Estuve en esta Casa el pasado puente del Pilar, aunque solo pase una noche. La verdad es que el sitio es muy particular. La puerta de la entrada ya te traslada a 100 años atrás, de madera con aspecto de muy muy antigua. El interior sigue la misma línea, un patio con techo acristalado , muy luminoso, repleto de plantas y sofás con cojines "estilo tetería". No esperes una recepción al uso: en medio del patio, sobre una mesa redonda hay un libro donde los visitantes dejan frases sobre su experiencia en el lugar.
Nada más llegar, nos ofrecieron ver la suite y otra habitación, pues las dos estaban libres, para elegir la que más nos gustase. Aunque ambas mantenían el mismo estilo, nos decantamos por la suite. Bajamos unas escaleras y la habitación era de lo más original y mágica. Al baño con bañera quedaba a la izquierda con un lavabo creo que de barro bastante original.
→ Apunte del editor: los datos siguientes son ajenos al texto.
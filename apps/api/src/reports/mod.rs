//! Report Sink: durable storage for generated reports.
//!
//! Keys are derived deterministically from the subject identifiers, so a
//! rerun for the same candidate/job pair overwrites the previous report.

use std::path::{Path, PathBuf};

use async_trait::async_trait;
use serde_json::Value;
use thiserror::Error;
use tracing::info;

pub mod handlers;

#[cfg(test)]
pub mod memory;

#[derive(Debug, Error)]
pub enum SinkError {
    #[error("I/O error on {path}: {source}")]
    Io {
        path: PathBuf,
        source: std::io::Error,
    },

    #[error("Failed to encode report {key}: {source}")]
    Encode {
        key: String,
        source: serde_json::Error,
    },

    #[error("Stored report {key} is corrupt: {source}")]
    Corrupt {
        key: String,
        source: serde_json::Error,
    },
}

/// The kinds of report persisted, each with a deterministic storage key.
#[derive(Debug, Clone, PartialEq, Eq, Hash)]
pub enum ReportKey {
    /// Talent intelligence report: `TIR_<person>_<job|nojob>`.
    TalentIntelligence {
        person_id: String,
        job_id: Option<String>,
    },
    /// Merged multi-agent output: `<person>_<job>_orchestrated`.
    Orchestrated { person_id: String, job_id: String },
}

impl ReportKey {
    pub fn talent_intelligence(person_id: &str, job_id: Option<&str>) -> Self {
        ReportKey::TalentIntelligence {
            person_id: person_id.to_string(),
            job_id: job_id.map(String::from),
        }
    }

    pub fn orchestrated(person_id: &str, job_id: &str) -> Self {
        ReportKey::Orchestrated {
            person_id: person_id.to_string(),
            job_id: job_id.to_string(),
        }
    }

    /// Storage name, restricted to `[A-Za-z0-9_-]`.
    ///
    /// Each identifier is escaped on its own (see `escape_id`), so `_` only
    /// ever appears as a separator and distinct identifiers give distinct keys.
    pub fn as_storage_key(&self) -> String {
        match self {
            ReportKey::TalentIntelligence { person_id, job_id } => {
                let job = match job_id.as_deref() {
                    // A job literally named `nojob` must not collide with "no job".
                    Some(NO_JOB) => format!("-{:02X}{}", b'n', &NO_JOB[1..]),
                    Some(id) => escape_id(id),
                    None => NO_JOB.to_string(),
                };
                format!("TIR_{}_{job}", escape_id(person_id))
            }
            ReportKey::Orchestrated { person_id, job_id } => {
                format!("{}_{}_orchestrated", escape_id(person_id), escape_id(job_id))
            }
        }
    }
}

impl std::fmt::Display for ReportKey {
    fn fmt(&self, f: &mut std::fmt::Formatter<'_>) -> std::fmt::Result {
        f.write_str(&self.as_storage_key())
    }
}

/// Job segment of a TIR key generated without a job.
const NO_JOB: &str = "nojob";

/// Keeps ASCII alphanumerics and writes every other byte as `-XX` (uppercase hex).
/// Reversible, and the output never contains `_`.
fn escape_id(id: &str) -> String {
    let mut out = String::with_capacity(id.len());
    for byte in id.bytes() {
        if byte.is_ascii_alphanumeric() {
            out.push(byte as char);
        } else {
            out.push_str(&format!("-{byte:02X}"));
        }
    }
    out
}

/// Persists report mappings. Implementations must be safe to share across requests.
#[async_trait]
pub trait ReportSink: Send + Sync {
    async fn store(&self, key: &ReportKey, value: &Value) -> Result<(), SinkError>;

    /// Reads back a previously stored report, if any.
    async fn load(&self, key: &ReportKey) -> Result<Option<Value>, SinkError>;
}

/// Writes each report as pretty-printed JSON to `<dir>/<key>.json`.
#[derive(Debug, Clone)]
pub struct FileReportSink {
    dir: PathBuf,
}

impl FileReportSink {
    pub fn new(dir: impl Into<PathBuf>) -> Self {
        Self { dir: dir.into() }
    }

    pub fn dir(&self) -> &Path {
        &self.dir
    }

    pub fn path_for(&self, key: &ReportKey) -> PathBuf {
        self.dir.join(format!("{}.json", key.as_storage_key()))
    }
}

#[async_trait]
impl ReportSink for FileReportSink {
    async fn store(&self, key: &ReportKey, value: &Value) -> Result<(), SinkError> {
        let body = serde_json::to_vec_pretty(value).map_err(|source| SinkError::Encode {
            key: key.to_string(),
            source,
        })?;

        tokio::fs::create_dir_all(&self.dir)
            .await
            .map_err(|source| SinkError::Io {
                path: self.dir.clone(),
                source,
            })?;

        let path = self.path_for(key);
        tokio::fs::write(&path, body)
            .await
            .map_err(|source| SinkError::Io {
                path: path.clone(),
                source,
            })?;

        info!("Report saved at {}", path.display());
        Ok(())
    }

    async fn load(&self, key: &ReportKey) -> Result<Option<Value>, SinkError> {
        let path = self.path_for(key);
        let bytes = match tokio::fs::read(&path).await {
            Ok(bytes) => bytes,
            Err(e) if e.kind() == std::io::ErrorKind::NotFound => return Ok(None),
            Err(source) => return Err(SinkError::Io { path, source }),
        };
        serde_json::from_slice(&bytes)
            .map(Some)
            .map_err(|source| SinkError::Corrupt {
                key: key.to_string(),
                source,
            })
    }
}

#[cfg(test)]
mod tests {
    use super::*;
    use serde_json::json;

    #[test]
    fn test_storage_keys() {
        assert_eq!(
            ReportKey::talent_intelligence("CAND007", Some("JD001")).as_storage_key(),
            "TIR_CAND007_JD001"
        );
        assert_eq!(
            ReportKey::talent_intelligence("CAND007", None).as_storage_key(),
            "TIR_CAND007_nojob"
        );
        assert_eq!(
            ReportKey::orchestrated("CAND007", "JD001").as_storage_key(),
            "CAND007_JD001_orchestrated"
        );
    }

    #[test]
    fn test_storage_key_cannot_escape_directory() {
        let key = ReportKey::orchestrated("../../etc", "passwd");
        assert_eq!(
            key.as_storage_key(),
            "-2E-2E-2F-2E-2E-2Fetc_passwd_orchestrated"
        );
    }

    #[test]
    fn test_distinct_ids_never_share_a_key() {
        let orchestrated = [
            ReportKey::orchestrated("CAND.1", "JD001"),
            ReportKey::orchestrated("CAND-1", "JD001"),
            ReportKey::orchestrated("CAND_1", "JD001"),
            ReportKey::orchestrated("CAND", "1_JD001"),
            ReportKey::orchestrated("CAND_1_JD001", ""),
        ];
        let tir = [
            ReportKey::talent_intelligence("CAND1", None),
            ReportKey::talent_intelligence("CAND1", Some("nojob")),
            ReportKey::talent_intelligence("CAND1", Some("no job")),
        ];
        let keys: std::collections::HashSet<String> = orchestrated
            .iter()
            .chain(tir.iter())
            .map(ReportKey::as_storage_key)
            .collect();
        assert_eq!(keys.len(), orchestrated.len() + tir.len());
        for key in &keys {
            assert!(key
                .chars()
                .all(|c| c.is_ascii_alphanumeric() || c == '_' || c == '-'));
        }
    }

    #[tokio::test]
    async fn test_file_sink_store_then_load() {
        let dir = tempfile::tempdir().unwrap();
        let sink = FileReportSink::new(dir.path().join("reports"));
        let key = ReportKey::orchestrated("CAND001", "JD001");
        let report = json!({"person_id": "CAND001", "tir": {"YOE": 4}});

        sink.store(&key, &report).await.unwrap();

        let path = dir.path().join("reports/CAND001_JD001_orchestrated.json");
        assert!(path.exists());
        assert_eq!(sink.load(&key).await.unwrap(), Some(report));
    }

    #[tokio::test]
    async fn test_file_sink_load_missing_is_none() {
        let dir = tempfile::tempdir().unwrap();
        let sink = FileReportSink::new(dir.path());
        let key = ReportKey::orchestrated("CAND001", "JD404");
        assert_eq!(sink.load(&key).await.unwrap(), None);
    }

    #[tokio::test]
    async fn test_file_sink_store_overwrites() {
        let dir = tempfile::tempdir().unwrap();
        let sink = FileReportSink::new(dir.path());
        let key = ReportKey::talent_intelligence("CAND001", None);

        sink.store(&key, &json!({"v": 1})).await.unwrap();
        sink.store(&key, &json!({"v": 2})).await.unwrap();

        assert_eq!(sink.load(&key).await.unwrap(), Some(json!({"v": 2})));
    }
}
pub mod health;

use axum::{
    routing::{get, post},
    Router,
};

use crate::agents::handlers as agents;
use crate::orchestration::handlers as runs;
use crate::records::handlers as records;
use crate::reports::handlers as reports;
use crate::state::AppState;

pub fn build_router(state: AppState) -> Router {
    Router::new()
        .route("/health", get(health::health_handler))
        // Data viewers
        .route("/api/v1/candidates", get(records::handle_list_candidates))
        .route(
            "/api/v1/candidates/:person_id",
            get(records::handle_get_candidate),
        )
        .route("/api/v1/jobs", get(records::handle_list_jobs))
        .route("/api/v1/jobs/:job_id", get(records::handle_get_job))
        // Orchestration
        .route("/api/v1/runs", post(runs::handle_run))
        .route(
            "/api/v1/reports/:person_id/:job_id",
            get(reports::handle_get_report),
        )
        // Single agents
        .route("/api/v1/agents/profile", post(agents::handle_profile))
        .route("/api/v1/agents/assessment", post(agents::handle_assessment))
        .route("/api/v1/agents/behavioral", post(agents::handle_behavioral))
        .route("/api/v1/agents/market", post(agents::handle_market))
        .with_state(state)
}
Al entrar tenías un sofá y a la derecha sobre un escalón quedaba la cama de matrimonio y un par de cojines en el suelo con una alfombra por si querías sentarte sobre ellos para tomar algo en "plan romántico". Efectivamente, esa misma noche, sobre esos cojines cenamos algo de queso y jamón que traíamos de casa con una botella de vino (nos dejaron el sacacorchos que se nos había olvidado!). En la habitación, los techos y paredes formaban arcos que daban mucha calidez al espacio. Y, sinceramente, me sorprendió la limpieza. En un lugar donde abundan las plantas con ese aspecto antiguo y tradicional, esperaba encontrarme algún insecto (mosca, mosquito...). Y nada absolutamente. La cama era muy muy cómoda y el silencio absoluto. La verdad es que descansamos muy muy bien.
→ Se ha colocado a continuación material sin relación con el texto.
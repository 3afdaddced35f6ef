//! Thread, work item and ledger repository trait.

use docloom_types::error::RepositoryError;
use docloom_types::thread::{
    IdempotencyKey, LedgerEntry, Thread, ThreadStatus, WorkItem, WorkItemStatus,
};
use uuid::Uuid;

/// Storage interface for threads, their work items and the audit ledger.
///
/// Implementations must make `insert_thread_if_absent` and both status
/// updates atomic: they are the only synchronization the thread service
/// relies on when duplicate requests race.
///
/// Uses native async fn in traits (Rust 2024 edition, no async_trait macro).
pub trait ThreadRepository: Send + Sync {
    // -----------------------------------------------------------------------
    // Threads
    // -----------------------------------------------------------------------

    /// Insert `thread` unless one with the same idempotency key exists.
    ///
    /// Returns the stored thread and `true` if it was inserted by this call.
    fn insert_thread_if_absent(
        &self,
        thread: Thread,
    ) -> impl std::future::Future<Output = Result<(Thread, bool), RepositoryError>> + Send;

    fn get_thread(
        &self,
        id: &Uuid,
    ) -> impl std::future::Future<Output = Result<Option<Thread>, RepositoryError>> + Send;

    fn get_thread_by_key(
        &self,
        key: &IdempotencyKey,
    ) -> impl std::future::Future<Output = Result<Option<Thread>, RepositoryError>> + Send;

    /// Compare-and-set the thread status.
    ///
    /// Fails with `Conflict` when the current status is not in `expected`.
    /// Terminal targets stamp `closed_at`; non-terminal targets clear it.
    fn update_thread_status(
        &self,
        id: &Uuid,
        expected: &[ThreadStatus],
        to: ThreadStatus,
        failure_reason: Option<&str>,
    ) -> impl std::future::Future<Output = Result<Thread, RepositoryError>> + Send;

    /// Children of a fan-out parent, in creation order.
    fn list_child_threads(
        &self,
        parent_id: &Uuid,
    ) -> impl std::future::Future<Output = Result<Vec<Thread>, RepositoryError>> + Send;

    // -----------------------------------------------------------------------
    // Work items
    // -----------------------------------------------------------------------

    /// Create a work item with `sequence = max(existing) + 1`.
    fn create_work_item(
        &self,
        thread_id: &Uuid,
        lock_scope: &str,
    ) -> impl std::future::Future<Output = Result<WorkItem, RepositoryError>> + Send;

    fn get_work_item(
        &self,
        id: &Uuid,
    ) -> impl std::future::Future<Output = Result<Option<WorkItem>, RepositoryError>> + Send;

    /// Move a work item to `to`, rejecting non-monotonic transitions with `Conflict`.
    fn update_work_item_status(
        &self,
        id: &Uuid,
        to: WorkItemStatus,
        error_code: Option<&str>,
        error_message: Option<&str>,
    ) -> impl std::future::Future<Output = Result<WorkItem, RepositoryError>> + Send;

    /// Work items of a thread ordered by sequence.
    fn list_work_items(
        &self,
        thread_id: &Uuid,
    ) -> impl std::future::Future<Output = Result<Vec<WorkItem>, RepositoryError>> + Send;

    /// Non-terminal work items (any thread) holding `lock_scope`.
    fn list_open_work_items_by_scope(
        &self,
        lock_scope: &str,
    ) -> impl std::future::Future<Output = Result<Vec<WorkItem>, RepositoryError>> + Send;

    // -----------------------------------------------------------------------
    // Ledger
    // -----------------------------------------------------------------------

    /// Append an entry. Entries are never updated or removed.
    fn append_ledger_entry(
        &self,
        entry: LedgerEntry,
    ) -> impl std::future::Future<Output = Result<(), RepositoryError>> + Send;

    /// Entries of a thread in append order, optionally narrowed to one work item.
    fn list_ledger_entries(
        &self,
        thread_id: &Uuid,
        work_item_id: Option<&Uuid>,
    ) -> impl std::future::Future<Output = Result<Vec<LedgerEntry>, RepositoryError>> + Send;
}
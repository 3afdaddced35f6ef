//! OpenTelemetry GenAI semantic-convention attribute names.
//!
//! Fields declared in a span macro must be spelled inline
//! (`gen_ai.request.model = %model`); these constants cover span names and
//! the fields providers fill in later with `Span::record`.

/// Stop reason reported by the provider (e.g. "end_turn").
pub const GEN_AI_RESPONSE_FINISH_REASONS: &str = "gen_ai.response.finish_reasons";

/// Provider-assigned request id, used to correlate with provider-side logs.
pub const GEN_AI_RESPONSE_ID: &str = "gen_ai.response.id";

pub const GEN_AI_USAGE_INPUT_TOKENS: &str = "gen_ai.usage.input_tokens";

pub const GEN_AI_USAGE_OUTPUT_TOKENS: &str = "gen_ai.usage.output_tokens";

// --- Span names ---

/// A single HTTP call to a provider.
pub const SPAN_PROVIDER_CALL: &str = "gen_ai.provider_call";

// --- Provider name values ---

pub const PROVIDER_ANTHROPIC: &str = "anthropic";

pub const PROVIDER_SCRIPTED: &str = "scripted";

#[cfg(test)]
mod tests {
    use super::*;
    use std::fmt;
    use std::sync::{Arc, Mutex};
    use tracing::field::{Field, Visit};
    use tracing::span::{Attributes, Id, Record};
    use tracing::Subscriber;
    use tracing_subscriber::layer::{Context, Layer, SubscriberExt};

    type Captured = Arc<Mutex<Vec<(String, String)>>>;

    struct Capture(Captured);

    struct FieldVisitor(Captured);

    impl Visit for FieldVisitor {
        fn record_str(&mut self, field: &Field, value: &str) {
            self.0.lock().unwrap().push((field.name().to_string(), value.to_string()));
        }

        fn record_debug(&mut self, field: &Field, value: &dyn fmt::Debug) {
            self.0.lock().unwrap().push((field.name().to_string(), format!("{value:?}")));
        }
    }

    impl<S: Subscriber> Layer<S> for Capture {
        fn on_new_span(&self, attrs: &Attributes<'_>, _id: &Id, _ctx: Context<'_, S>) {
            self.0
                .lock()
                .unwrap()
                .push(("span".to_string(), attrs.metadata().name().to_string()));
        }

        fn on_record(&self, _id: &Id, values: &Record<'_>, _ctx: Context<'_, S>) {
            values.record(&mut FieldVisitor(Arc::clone(&self.0)));
        }
    }

    #[test]
    fn recorded_fields_match_declared_span_fields() {
        let captured: Captured = Arc::default();
        let subscriber = tracing_subscriber::registry().with(Capture(Arc::clone(&captured)));

        tracing::subscriber::with_default(subscriber, || {
            let span = tracing::debug_span!(
                SPAN_PROVIDER_CALL,
                gen_ai.response.id = tracing::field::Empty,
                gen_ai.response.finish_reasons = tracing::field::Empty,
                gen_ai.usage.input_tokens = tracing::field::Empty,
                gen_ai.usage.output_tokens = tracing::field::Empty,
            );
            span.record(GEN_AI_RESPONSE_ID, "req_1");
            span.record(GEN_AI_RESPONSE_FINISH_REASONS, "end_turn");
            span.record(GEN_AI_USAGE_INPUT_TOKENS, 12u64);
            span.record(GEN_AI_USAGE_OUTPUT_TOKENS, 7u64);
        });

        let captured = captured.lock().unwrap().clone();
        let expect = |name: &str, value: &str| (name.to_string(), value.to_string());
        assert_eq!(captured[0], expect("span", "gen_ai.provider_call"));
        assert!(captured.contains(&expect("gen_ai.response.id", "req_1")));
        assert!(captured.contains(&expect("gen_ai.response.finish_reasons", "end_turn")));
        assert!(captured.contains(&expect("gen_ai.usage.input_tokens", "12")));
        assert!(captured.contains(&expect("gen_ai.usage.output_tokens", "7")));
    }
}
Desayunamos también en la Casa, el precio quizá un poco caro (7'50 € por persona) comparado con cualquier bar cercano donde imagino que el precio rondaría los 2'50 ó 3 €. Pero bueno, merecía la pena. Una gran mesa con mantel a la que no le faltaba detalle: pan recién tostado, croisants, mermeladas con "trocitos", mantequilla, jamón serrano, queso, salami, leche, infusiones, café, dulce de straciatella, fruta, zumo de naranja natural y creo que no me olvido de nada. Todo en un salón junto al patio de la entrada y una ventana a la derecha con vistas al embalse de Arcos.
En general todo muy bien, la atención muy cercana, el precio fruto de una confusión entre uno erróneo que aparecía en una web de reservas, estuvo bien, 50 € la habitación. En caso contrario creo que ronda los 70 €, que tampoco está mal. Y la ubicación muy buena, en pleno centro histórico de una localidad bastante pintoresca como Arcos de la Frontera.
Pero como todo no podía ser perfecto, algunas pegas:
- El agua de la ducha era difícil atinar para que saliera a una temperatura aceptable y cuando parecía que, por fin, lo habías conseguido, aparecía un chorro de agua muy fría o muy caliente.
- La TV creo que no tenía TDT y no se veía. Digo "creo" porque tampoco preguntamos porque no tuvimos necesidad de verla.
- De esto, evidentemente, no tiene culpa alguna el alojamiento, pero Arcos es una localidad con muchas cuestas, escaleras... Y acceder con las maletas al lugar resultó un poco complicado. Al llegar nos dijeron que ellos facilitan un TAXI (que supongo que deberíamos de pagar) para que nos lleven las maletas a la puerta, pero bueno, somos jóvenes y no pasó nada. También se puede acceder en coche, pero Arcos tiene calles muy estrechas, empinadas... y no quisimos arriesgarnos a meternos en el interior del pueblo con el coche. Lo dejamos en Calle de la Puerta Carmona, que queda a unos 500 ó 600 metros de la Casa, pero, como digo, todo en cuesta.
A pesar de esos detalles, la estancia fue genial e hizo que, probablemente, La Casa de las Bóvedas se convirtiera en el alojamiento más acogedor y mágico en el que he estado nunca.